ズッコンバッコン、ズッコンバッコン、小娘が機をおって三日たちました。
ジジイは何故かこの三日間とても元気でした。
「じいさん、ばあさん、この綾錦を町へ売りに行って、帰りにはまた、糸を買ってきてくださいませ」
小娘が空の雲のように軽い、美しい織物を二人に見せました。
ジジイが町へ売りに行くと、それを殿さまが高い値段で買ってくれました。
ジジイは鼻水を垂らしながら喜んで、糸を買って帰りました。
小娘はまた、閉じこもり機を織っているようでした。
「一体どうして、あんな見事な布を織るのだろう。ほんの少し、覗いてみようか」
ジジイとババアが、屏風の隙間から覗いてみると、そこに小娘はおらず、まんまると太った一頭の牛が甲子園を見ながら横たわり、その横に痩せた一羽の鶴が、長いくちばしで自分の羽毛を引き抜いては、糸にはさんで機を織っていました。
「ジジイや、ジジイや」
驚いたババアは、ジジイに、このことを話しました。
ズッコンバッコン、ズッコンバッコン・・・。
機の音が止んで、痩せ細った鶴が、布を抱えて出てきました。
「じいさん、ばあさん。わたしは、いつか助けられた鶴でございます。ご恩をお返ししたいと思って参りました。けれど、もうお別れでございます。どうぞ、いつまでもお達者でいてくださいませ」
そういったかと思うと、おじいさんとおばあさんが止めるのも聞かず、たちまち一羽の鶴になって空へ舞い上がりました。
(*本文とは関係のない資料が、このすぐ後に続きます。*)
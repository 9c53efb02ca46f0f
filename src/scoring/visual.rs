//! Map-style scaling: how strongly features are drawn as implementation grows.

use serde::Serialize;

use super::level::ImplementationLevel;
use crate::catalog::{intervention, InterventionKind};

const BASE_LINE_WIDTH: f64 = 3.0;
const BASE_OPACITY: f64 = 0.4;
const BASE_RADIUS: f64 = 6.0;

#[derive(Debug, Clone, Copy, PartialEq, Serialize)]
pub struct VisualScaling {
    pub line_width: f64,
    pub opacity: f64,
    /// Point radius before per-type multipliers; `None` for line-only maps.
    #[serde(skip_serializing_if = "Option::is_none")]
    pub radius: Option<f64>,
}

/// Styling scalars for an intervention's map layers at `level`.
pub fn map_visual_scaling(kind: InterventionKind, level: ImplementationLevel) -> VisualScaling {
    let level = level.value();
    let line_width = BASE_LINE_WIDTH + level / 20.0;
    let opacity = BASE_OPACITY + level / 200.0;

    let radius = match kind {
        InterventionKind::Street => None,
        InterventionKind::PublicSpace | InterventionKind::Campus => Some(BASE_RADIUS + level / 10.0),
    };

    VisualScaling {
        line_width,
        opacity,
        radius,
    }
}

impl VisualScaling {
    /// Radius for a point feature of `type_tag`, with the intervention's multiplier applied.
    pub fn point_radius(&self, kind: InterventionKind, type_tag: &str) -> Option<f64> {
        self.radius
            .map(|r| r * intervention(kind).radius_multiplier(type_tag))
    }
}

/// Fade-in of the "after" rendering over the "before" imagery.
pub fn after_image_opacity(level: ImplementationLevel) -> f64 {
    0.3 + level.fraction() * 0.7
}
use super::feature::Feature;
use crate::catalog::Intervention;
use crate::error::ConfigurationError;
use crate::scoring::ParameterValues;

/// Keep at most `max_count` features tagged `type_tag`, in their original order.
/// Features of any other type pass through untouched and stay in place.
pub fn filter_features_by_count(features: &[Feature], type_tag: &str, max_count: usize) -> Vec<Feature> {
    let mut kept = 0usize;
    features
        .iter()
        .filter(|f| {
            if f.type_tag() != type_tag {
                return true;
            }
            kept += 1;
            kept <= max_count
        })
        .cloned()
        .collect()
}

/// Features the map should draw for the current parameter values.
///
/// Interventions without a feature filter show their whole collection.
pub fn visible_features(
    intervention: &Intervention,
    values: &ParameterValues,
) -> Result<Vec<Feature>, ConfigurationError> {
    let Some(filter) = intervention.feature_filter else {
        return Ok(intervention.features.to_vec());
    };

    let count = values.require(intervention.kind, filter.parameter_id)?;
    let max_count = if count.is_finite() && count > 0.0 {
        count.floor() as usize
    } else {
        0
    };

    log::debug!(
        "{}: showing at most {} '{}' features",
        intervention.kind,
        max_count,
        filter.type_tag
    );
    Ok(filter_features_by_count(intervention.features, filter.type_tag, max_count))
}
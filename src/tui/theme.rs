//! Centralized theme module for TUI color constants and styles

use ratatui::prelude::*;

use crate::catalog::parse_hex_color;
use crate::config::ThemeMode;
use crate::scoring::ImpactLevel;

/// Luma above which the terminal background counts as light.
const LIGHT_LUMA_THRESHOLD: f32 = 0.6;

/// Complete color palette for the TUI
#[derive(Debug, Clone)]
pub struct ThemeColors {
    // Impact bucket colors (traffic light pattern, green is good here)
    pub impact_high: Color,
    pub impact_mid: Color,
    pub impact_low: Color,

    pub bar_empty: Color,

    // Styles
    pub title_style: Style,
    pub header_style: Style,
    pub row_selected: Style,

    // General colors
    pub muted: Color,
    pub title_color: Color,
    pub text: Color,

    // Tab colors
    pub tab_active_style: Style,
    pub tab_inactive_style: Style,

    // Status bar colors
    pub status_bar_bg: Color,
    pub status_key_color: Color,
    pub flash_success: Color,
    pub flash_error: Color,

    // Feature list
    pub active_marker: Color,
    pub focus_border: Color,
    pub divider_color: Color,

    // Popup overlay colors
    pub popup_border: Color,
    pub popup_title: Style,
    pub popup_bg: Color,
}

impl ThemeColors {
    pub fn dark() -> Self {
        Self {
            impact_high: Color::Green,
            impact_mid: Color::Yellow,
            impact_low: Color::Red,
            bar_empty: Color::DarkGray,
            title_style: Style::new().bold(),
            header_style: Style::new().bold(),
            row_selected: Style::new().reversed(),
            muted: Color::Gray,
            title_color: Color::Cyan,
            text: Color::White,
            tab_active_style: Style::new().fg(Color::Cyan).bold(),
            tab_inactive_style: Style::new().fg(Color::DarkGray),
            status_bar_bg: Color::Indexed(236),
            status_key_color: Color::Cyan,
            flash_success: Color::Green,
            flash_error: Color::Red,
            active_marker: Color::Yellow,
            focus_border: Color::Cyan,
            divider_color: Color::Indexed(238),
            popup_border: Color::Cyan,
            popup_title: Style::new().fg(Color::Cyan).bold(),
            popup_bg: Color::Indexed(234),
        }
    }

    pub fn light() -> Self {
        Self {
            impact_high: Color::Rgb(0, 128, 0),
            impact_mid: Color::Rgb(176, 120, 0),
            impact_low: Color::Rgb(190, 30, 30),
            bar_empty: Color::Indexed(250),
            title_style: Style::new().bold(),
            header_style: Style::new().bold(),
            row_selected: Style::new().reversed(),
            muted: Color::Indexed(242),
            title_color: Color::Blue,
            text: Color::Black,
            tab_active_style: Style::new().fg(Color::Blue).bold(),
            tab_inactive_style: Style::new().fg(Color::Indexed(245)),
            status_bar_bg: Color::Indexed(254),
            status_key_color: Color::Blue,
            flash_success: Color::Rgb(0, 128, 0),
            flash_error: Color::Rgb(190, 30, 30),
            active_marker: Color::Rgb(176, 120, 0),
            focus_border: Color::Blue,
            divider_color: Color::Indexed(252),
            popup_border: Color::Blue,
            popup_title: Style::new().fg(Color::Blue).bold(),
            popup_bg: Color::Indexed(255),
        }
    }

    pub fn impact_color(&self, level: ImpactLevel) -> Color {
        match level {
            ImpactLevel::High => self.impact_high,
            ImpactLevel::Medium => self.impact_mid,
            ImpactLevel::Low => self.impact_low,
        }
    }
}

/// `#RRGGBB` as a terminal color; unparseable input falls back to `fallback`.
pub fn hex_color(hex: &str, fallback: Color) -> Color {
    parse_hex_color(hex)
        .map(|(r, g, b)| Color::Rgb(r, g, b))
        .unwrap_or(fallback)
}

/// Pick the palette for the configured mode. `Auto` queries the terminal
/// background, so call this before the terminal enters raw mode.
pub fn resolve_theme(mode: ThemeMode) -> ThemeColors {
    match mode {
        ThemeMode::Dark => ThemeColors::dark(),
        ThemeMode::Light => ThemeColors::light(),
        ThemeMode::Auto => match terminal_light::luma() {
            Ok(luma) if luma > LIGHT_LUMA_THRESHOLD => {
                log::debug!("Terminal luma {:.2}, using light theme", luma);
                ThemeColors::light()
            }
            Ok(luma) => {
                log::debug!("Terminal luma {:.2}, using dark theme", luma);
                ThemeColors::dark()
            }
            Err(e) => {
                log::debug!("Could not detect terminal background ({}), using dark theme", e);
                ThemeColors::dark()
            }
        },
    }
}

#[cfg(test)]
mod tests {
    use super::*;

    #[test]
    fn test_hex_color() {
        assert_eq!(hex_color("#4A90E2", Color::Reset), Color::Rgb(0x4A, 0x90, 0xE2));
        assert_eq!(hex_color("teal", Color::Gray), Color::Gray);
    }

    #[test]
    fn test_explicit_modes() {
        assert_eq!(resolve_theme(ThemeMode::Light).text, Color::Black);
        assert_eq!(resolve_theme(ThemeMode::Dark).text, Color::White);
    }

    #[test]
    fn test_impact_color() {
        let theme = ThemeColors::dark();
        assert_eq!(theme.impact_color(ImpactLevel::High), Color::Green);
        assert_eq!(theme.impact_color(ImpactLevel::Low), Color::Red);
    }
}
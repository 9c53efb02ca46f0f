pub mod catalog;
pub mod config;
pub mod error;
pub mod evaluate;
pub mod geo;
pub mod output;
pub mod scoring;
pub mod state;
pub mod stderr_buffer;
pub mod tui;
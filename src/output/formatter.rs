use std::io::IsTerminal;
use owo_colors::OwoColorize;
use terminal_size::{Width, terminal_size};

use crate::catalog::{parse_hex_color, Intervention};
use crate::evaluate::Evaluation;
use crate::geo::{Feature, FeatureCollection};
use crate::scoring::{ImplementationLevel, MetricScore, ParameterValues, METRIC_CAP};

const LABEL_WIDTH: usize = 22;
const VALUE_WIDTH: usize = 10;
const MAX_BAR_WIDTH: usize = 40;
const MIN_BAR_WIDTH: usize = 10;

/// Check if stdout is a TTY (for auto-detecting color support)
pub fn should_use_colors() -> bool {
    std::io::stdout().is_terminal()
}

/// Get terminal width, defaulting to None for pipes (unlimited)
fn get_terminal_width() -> Option<usize> {
    terminal_size().map(|(Width(w), _)| w as usize)
}

/// Bar width that fits next to the label and value columns
fn bar_width() -> usize {
    match get_terminal_width() {
        Some(width) => width
            .saturating_sub(LABEL_WIDTH + VALUE_WIDTH + 4)
            .clamp(MIN_BAR_WIDTH, MAX_BAR_WIDTH),
        None => MAX_BAR_WIDTH,
    }
}

/// Render a bar filled to `min(100, value)` percent of `width` cells.
/// Negative values draw an empty bar.
pub fn metric_bar(value: f64, width: usize) -> String {
    let pct = value.clamp(0.0, METRIC_CAP) / METRIC_CAP;
    let filled = ((pct * width as f64).round() as usize).min(width);
    format!("{}{}", "█".repeat(filled), "░".repeat(width - filled))
}

/// One decimal, then the metric's unit
pub fn format_metric_value(score: &MetricScore) -> String {
    score.metric.format_value(score.value)
}

/// Format every metric of an evaluation as `label  value  bar`
pub fn format_metrics(evaluation: &Evaluation, use_colors: bool) -> String {
    let width = bar_width();

    evaluation
        .scores
        .iter()
        .map(|score| {
            let label = format!("{:<width$}", score.metric.label, width = LABEL_WIDTH);
            let value = format!("{:>width$}", format_metric_value(score), width = VALUE_WIDTH);
            let bar = metric_bar(score.value, width);

            match (use_colors, score.metric.rgb()) {
                (true, Some((r, g, b))) => format!(
                    "{}  {}  {}",
                    label,
                    value.bold(),
                    bar.truecolor(r, g, b)
                ),
                _ => format!("{}  {}  {}", label, value, bar),
            }
        })
        .collect::<Vec<_>>()
        .join("\n")
}

/// Step-by-step account of one metric score
pub fn format_breakdown(score: &MetricScore, use_colors: bool) -> String {
    let breakdown = &score.breakdown;
    let mut lines = Vec::with_capacity(breakdown.factors.len() + 3);

    let header = format!("{} = {}", score.metric.label, format_metric_value(score));
    lines.push(if use_colors {
        header.bold().to_string()
    } else {
        header
    });
    lines.push(format!("  Base value: {:.1}", breakdown.base_value));

    for factor in &breakdown.factors {
        let delta = factor.after - factor.before;
        let line = format!(
            "  {:<22} {:<14} {:+.1}  -> {:.1}",
            factor.label, factor.description, delta, factor.after
        );
        lines.push(if use_colors {
            line.dimmed().to_string()
        } else {
            line
        });
    }

    if breakdown.capped() {
        lines.push(format!(
            "  Capped at {:.0} (raw {:.1})",
            METRIC_CAP, breakdown.raw_value
        ));
    }

    lines.join("\n")
}

/// Impact bucket followed by the four dimension descriptions
pub fn format_impacts(evaluation: &Evaluation, use_colors: bool) -> String {
    let header = format!(
        "Implementation {} - {} impact",
        evaluation.level, evaluation.impact_level
    );
    let mut lines = vec![if use_colors {
        header.bold().to_string()
    } else {
        header
    }];

    for (dimension, text) in &evaluation.impacts {
        if use_colors {
            lines.push(format!("  {}: {}", dimension.label().cyan(), text));
        } else {
            lines.push(format!("  {}: {}", dimension.label(), text));
        }
    }

    lines.join("\n")
}

/// Map styling scalars at the evaluation's level
pub fn format_styling(evaluation: &Evaluation) -> String {
    let scaling = &evaluation.scaling;
    let map = &evaluation.map;
    let mut lines = vec![
        format!("center: {:.4}, {:.4}", map.center[0], map.center[1]),
        format!("zoom: {}", map.zoom),
        format!("style: {}", map.style),
        format!("line width: {:.2}", scaling.line_width),
        format!("opacity: {:.3}", scaling.opacity),
    ];
    if let Some(radius) = scaling.radius {
        lines.push(format!("radius: {:.2}", radius));
    }
    lines.push(format!("after image opacity: {:.3}", evaluation.after_image_opacity));
    lines.join("\n")
}

/// Parameters with their bounds and current values
pub fn format_parameters(intervention: &Intervention, values: &ParameterValues, use_colors: bool) -> String {
    intervention
        .parameters
        .iter()
        .map(|param| {
            let current = values
                .get(param.id)
                .map(|v| param.format_value(v))
                .unwrap_or_else(|| "-".to_string());
            let range = format!(
                "[{} - {}]",
                param.format_value(param.min),
                param.format_value(param.max)
            );
            if use_colors {
                format!("  {:<22} {:>8}  {}", param.id, current.bold(), range.dimmed())
            } else {
                format!("  {:<22} {:>8}  {}", param.id, current, range)
            }
        })
        .collect::<Vec<_>>()
        .join("\n")
}

/// Overview of every intervention: title, parameters, metrics
pub fn format_intervention_list(interventions: &[Intervention], use_colors: bool) -> String {
    interventions
        .iter()
        .map(|entry| {
            let defaults = ParameterValues::defaults_for(entry);
            let heading = format!("{} - {}", entry.kind, entry.title);
            let metrics = entry
                .metrics
                .iter()
                .map(|m| m.id)
                .collect::<Vec<_>>()
                .join(", ");

            if use_colors {
                format!(
                    "{}\n  {}\n{}\n  metrics: {}",
                    heading.bold(),
                    entry.description.dimmed(),
                    format_parameters(entry, &defaults, true),
                    metrics
                )
            } else {
                format!(
                    "{}\n  {}\n{}\n  metrics: {}",
                    heading,
                    entry.description,
                    format_parameters(entry, &defaults, false),
                    metrics
                )
            }
        })
        .collect::<Vec<_>>()
        .join("\n\n")
}

/// Visible features, one per line, with size and drawn radius
pub fn format_features(evaluation: &Evaluation, intervention: &Intervention, use_colors: bool) -> String {
    if evaluation.features.is_empty() {
        return "No features visible.".to_string();
    }

    evaluation
        .features
        .iter()
        .map(|feature| {
            let mut line = format!(
                "{:<4} {:<30} {:<13}",
                feature.id(),
                feature.properties.name,
                feature.type_tag()
            );
            if let Some(measure) = feature.measure() {
                line.push_str(&format!(" {:>9}", measure));
            }
            if let Some(radius) = evaluation.feature_radius(feature) {
                line.push_str(&format!("  r={:.1}", radius));
            }

            let color = parse_hex_color(intervention.feature_color(feature.type_tag()));
            match (use_colors, color) {
                (true, Some((r, g, b))) => format!("{} {}", "●".truecolor(r, g, b), line),
                _ => line,
            }
        })
        .collect::<Vec<_>>()
        .join("\n")
}

/// Visible features as a GeoJSON FeatureCollection
pub fn format_geojson(features: &[Feature]) -> Result<String, serde_json::Error> {
    serde_json::to_string_pretty(&FeatureCollection::new(features.to_vec()))
}

/// Pop-up text shown for a selected feature
pub fn format_feature_popup(feature: &Feature, level: ImplementationLevel) -> String {
    format!(
        "{}\nImplementation: {}\n{}",
        feature.properties.name, level, feature.properties.description
    )
}

#[cfg(test)]
mod tests {
    use super::*;
    use crate::catalog::{intervention, InterventionKind};
    use crate::evaluate::evaluate;

    fn street_eval(level: f64) -> Evaluation {
        let street = intervention(InterventionKind::Street);
        evaluate(street, ImplementationLevel::new(level), &ParameterValues::defaults_for(street)).unwrap()
    }

    #[test]
    fn test_metric_bar_widths() {
        assert_eq!(metric_bar(50.0, 10), "█████░░░░░");
        assert_eq!(metric_bar(0.0, 4), "░░░░");
        assert_eq!(metric_bar(150.0, 4), "████");
        assert_eq!(metric_bar(-20.0, 4), "░░░░");
    }

    #[test]
    fn test_format_metrics_plain() {
        let result = format_metrics(&street_eval(40.0), false);
        let lines: Vec<_> = result.lines().collect();
        assert_eq!(lines.len(), 3);
        assert!(lines[0].starts_with("Pedestrian Activity"));
        assert!(lines[0].contains("53.0"));
    }

    #[test]
    fn test_format_breakdown() {
        let eval = street_eval(40.0);
        let result = format_breakdown(&eval.scores[0], false);
        assert!(result.starts_with("Pedestrian Activity = 53.0"));
        assert!(result.contains("Base value: 25.0"));
        assert!(result.contains("Implementation"));
        assert!(result.contains("40% of base"));
        assert!(result.contains("Facade Transparency"));
        assert!(!result.contains("Capped"));
    }

    #[test]
    fn test_format_impacts() {
        let result = format_impacts(&street_eval(80.0), false);
        assert!(result.starts_with("Implementation 80% - high impact"));
        assert_eq!(result.lines().count(), 5);
    }

    #[test]
    fn test_format_styling_street_has_no_radius() {
        let result = format_styling(&street_eval(40.0));
        assert!(result.contains("line width: 5.00"));
        assert!(result.contains("opacity: 0.600"));
        assert!(!result.contains("radius"));
        assert!(result.contains("after image opacity: 0.580"));
        assert!(result.contains("center: -73.9400, 40.7450"));
        assert!(result.contains("zoom: 16"));
        assert!(result.contains("style: mapbox://styles/mapbox/light-v11"));
    }

    #[test]
    fn test_metric_value_unit_spacing() {
        let public_space = intervention(InterventionKind::PublicSpace);
        let eval = evaluate(
            public_space,
            ImplementationLevel::new(50.0),
            &ParameterValues::defaults_for(public_space),
        )
        .unwrap();
        let green = eval.scores.iter().find(|s| s.metric.id == "green-space").unwrap();
        assert_eq!(format_metric_value(green), "50.0 sqm");
        assert!(format_breakdown(green, false).starts_with("Green Space = 50.0 sqm"));

        // Unitless metrics get no trailing space
        assert_eq!(format_metric_value(&street_eval(40.0).scores[0]), "53.0");
    }

    #[test]
    fn test_format_parameters() {
        let street = intervention(InterventionKind::Street);
        let result = format_parameters(street, &ParameterValues::defaults_for(street), false);
        assert!(result.contains("facade-transparency"));
        assert!(result.contains("40%"));
        assert!(result.contains("[20% - 80%]"));
    }

    #[test]
    fn test_format_intervention_list() {
        let result = format_intervention_list(crate::catalog::all(), false);
        assert!(result.contains("street - Active Street Frontage Transformation"));
        assert!(result.contains("publicSpace - Public Space Network Development"));
        assert!(result.contains("metrics: collaboration, education-industry, innovation-potential"));
    }

    #[test]
    fn test_format_features() {
        let street = intervention(InterventionKind::Street);
        let result = format_features(&street_eval(40.0), street, false);
        assert_eq!(result.lines().count(), 3);
        assert!(result.contains("Main Street Frontage"));
        assert!(result.contains("250 m"));
    }

    #[test]
    fn test_format_geojson() {
        let eval = street_eval(40.0);
        let json = format_geojson(&eval.features).unwrap();
        let value: serde_json::Value = serde_json::from_str(&json).unwrap();
        assert_eq!(value["type"], "FeatureCollection");
        assert_eq!(value["features"].as_array().unwrap().len(), 3);
    }

    #[test]
    fn test_format_feature_popup() {
        let eval = street_eval(40.0);
        let popup = format_feature_popup(&eval.features[0], eval.level);
        assert_eq!(
            popup,
            "Main Street Frontage\nImplementation: 40%\nPrimary street with commercial potential"
        );
    }
}
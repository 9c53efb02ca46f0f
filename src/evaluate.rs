use serde::Serialize;

use crate::catalog::{impact_descriptions, ImpactDimension, Intervention, InterventionKind, MapSettings};
use crate::error::ConfigurationError;
use crate::geo::{visible_features, Feature};
use crate::scoring::{
    after_image_opacity, map_visual_scaling, score_intervention, ImpactLevel, ImplementationLevel,
    MetricScore, ParameterValues, VisualScaling,
};

/// Everything a rendering layer needs to draw one intervention at one level.
#[derive(Debug, Clone)]
pub struct Evaluation {
    pub kind: InterventionKind,
    pub level: ImplementationLevel,
    pub map: MapSettings,
    pub scores: Vec<MetricScore>,
    pub impact_level: ImpactLevel,
    pub impacts: Vec<(ImpactDimension, &'static str)>,
    pub scaling: VisualScaling,
    pub after_image_opacity: f64,
    pub features: Vec<Feature>,
}

pub fn evaluate(
    intervention: &Intervention,
    level: ImplementationLevel,
    values: &ParameterValues,
) -> Result<Evaluation, ConfigurationError> {
    let scores = score_intervention(intervention, level, values)?;
    let features = visible_features(intervention, values)?;
    let impact_level = level.classify();

    Ok(Evaluation {
        kind: intervention.kind,
        level,
        map: intervention.map,
        scores,
        impact_level,
        impacts: impact_descriptions(intervention.kind, impact_level),
        scaling: map_visual_scaling(intervention.kind, level),
        after_image_opacity: after_image_opacity(level),
        features,
    })
}

impl Evaluation {
    pub fn score(&self, metric_id: &str) -> Option<f64> {
        self.scores
            .iter()
            .find(|s| s.metric.id == metric_id)
            .map(|s| s.value)
    }

    /// Radius for `feature`, or `None` when the intervention draws lines only.
    pub fn feature_radius(&self, feature: &Feature) -> Option<f64> {
        if !feature.is_point() {
            return None;
        }
        self.scaling.point_radius(self.kind, feature.type_tag())
    }

    pub fn summary(&self) -> EvaluationSummary {
        EvaluationSummary {
            intervention: self.kind,
            implementation_level: self.level,
            impact_level: self.impact_level,
            metrics: self
                .scores
                .iter()
                .map(|s| MetricSummary {
                    id: s.metric.id,
                    label: s.metric.label,
                    value: s.value,
                    unit: s.metric.unit,
                })
                .collect(),
            map: self.map,
            scaling: self.scaling,
            after_image_opacity: self.after_image_opacity,
        }
    }
}

/// Serializable view of an [`Evaluation`] for `--json` output.
#[derive(Debug, Clone, Serialize)]
pub struct EvaluationSummary {
    pub intervention: InterventionKind,
    pub implementation_level: ImplementationLevel,
    pub impact_level: ImpactLevel,
    pub metrics: Vec<MetricSummary>,
    pub map: MapSettings,
    pub scaling: VisualScaling,
    pub after_image_opacity: f64,
}

#[derive(Debug, Clone, Serialize)]
pub struct MetricSummary {
    pub id: &'static str,
    pub label: &'static str,
    pub value: f64,
    pub unit: &'static str,
}
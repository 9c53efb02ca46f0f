//! Hand-tuned weight table driving the metric engine.
//!
//! Each entry adds `value * weight` for every listed parameter on top of the
//! level-scaled base value. Adding an intervention means adding rows here, not
//! branches in the engine.

use crate::catalog::InterventionKind;

#[derive(Debug, Clone, Copy, PartialEq)]
pub struct Term {
    pub parameter_id: &'static str,
    pub weight: f64,
}

#[derive(Debug, Clone, Copy, PartialEq)]
pub struct MetricFormula {
    pub intervention: InterventionKind,
    pub metric_id: &'static str,
    pub terms: &'static [Term],
}

const fn term(parameter_id: &'static str, weight: f64) -> Term {
    Term { parameter_id, weight }
}

pub static FORMULAS: &[MetricFormula] = &[
    MetricFormula {
        intervention: InterventionKind::Street,
        metric_id: "pedestrian-activity",
        terms: &[term("facade-transparency", 0.3), term("entrance-count", 2.0)],
    },
    MetricFormula {
        intervention: InterventionKind::Street,
        metric_id: "economic-vitality",
        terms: &[term("facade-transparency", 0.25), term("signage-lighting", 4.0)],
    },
    MetricFormula {
        intervention: InterventionKind::Street,
        metric_id: "visual-interest",
        terms: &[
            term("facade-transparency", 0.4),
            term("entrance-count", 1.5),
            term("signage-lighting", 5.0),
        ],
    },
    MetricFormula {
        intervention: InterventionKind::PublicSpace,
        metric_id: "green-space",
        terms: &[term("plaza-count", 10.0), term("parklet-length", 0.05)],
    },
    MetricFormula {
        intervention: InterventionKind::PublicSpace,
        metric_id: "social-interaction",
        terms: &[
            term("plaza-count", 8.0),
            term("parklet-length", 0.03),
            term("seating-count", 0.5),
        ],
    },
    MetricFormula {
        intervention: InterventionKind::PublicSpace,
        metric_id: "public-accessibility",
        terms: &[term("plaza-count", 5.0), term("seating-count", 0.7)],
    },
    MetricFormula {
        intervention: InterventionKind::Campus,
        metric_id: "collaboration",
        terms: &[term("learning-spaces", 10.0), term("amenity-level", 5.0)],
    },
    MetricFormula {
        intervention: InterventionKind::Campus,
        metric_id: "education-industry",
        terms: &[
            term("pathway-width", 3.0),
            term("learning-spaces", 7.0),
            term("amenity-level", 4.0),
        ],
    },
    MetricFormula {
        intervention: InterventionKind::Campus,
        metric_id: "innovation-potential",
        terms: &[term("learning-spaces", 12.0), term("amenity-level", 6.0)],
    },
];

pub fn formula_for(intervention: InterventionKind, metric_id: &str) -> Option<&'static MetricFormula> {
    FORMULAS
        .iter()
        .find(|f| f.intervention == intervention && f.metric_id == metric_id)
}

#[cfg(test)]
mod tests {
    use super::*;

    #[test]
    fn test_nine_formulas() {
        assert_eq!(FORMULAS.len(), 9);
        for kind in InterventionKind::ALL {
            assert_eq!(FORMULAS.iter().filter(|f| f.intervention == kind).count(), 3);
        }
    }

    #[test]
    fn test_formula_lookup() {
        let formula = formula_for(InterventionKind::Street, "pedestrian-activity").unwrap();
        assert_eq!(formula.terms.len(), 2);
        assert_eq!(formula.terms[1], term("entrance-count", 2.0));
        assert!(formula_for(InterventionKind::Campus, "pedestrian-activity").is_none());
    }

    #[test]
    fn test_weights_non_negative() {
        assert!(FORMULAS
            .iter()
            .flat_map(|f| f.terms.iter())
            .all(|t| t.weight >= 0.0));
    }
}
家の上を三ベん回って、チャー、シュー、メン!、と鳴きながら、山の向こうへ飛んでいってしまいました。
牛も帰りました。
「鶴よ。お前も達者でいておくれ。それにしても、もう一頭の牛は何じゃったんじゃ…」
ジジイとババアは、いつまでも顔を見合わせました。
それからのち、ふたりは布を売ったお金で、チンチロリンにハマったとさ。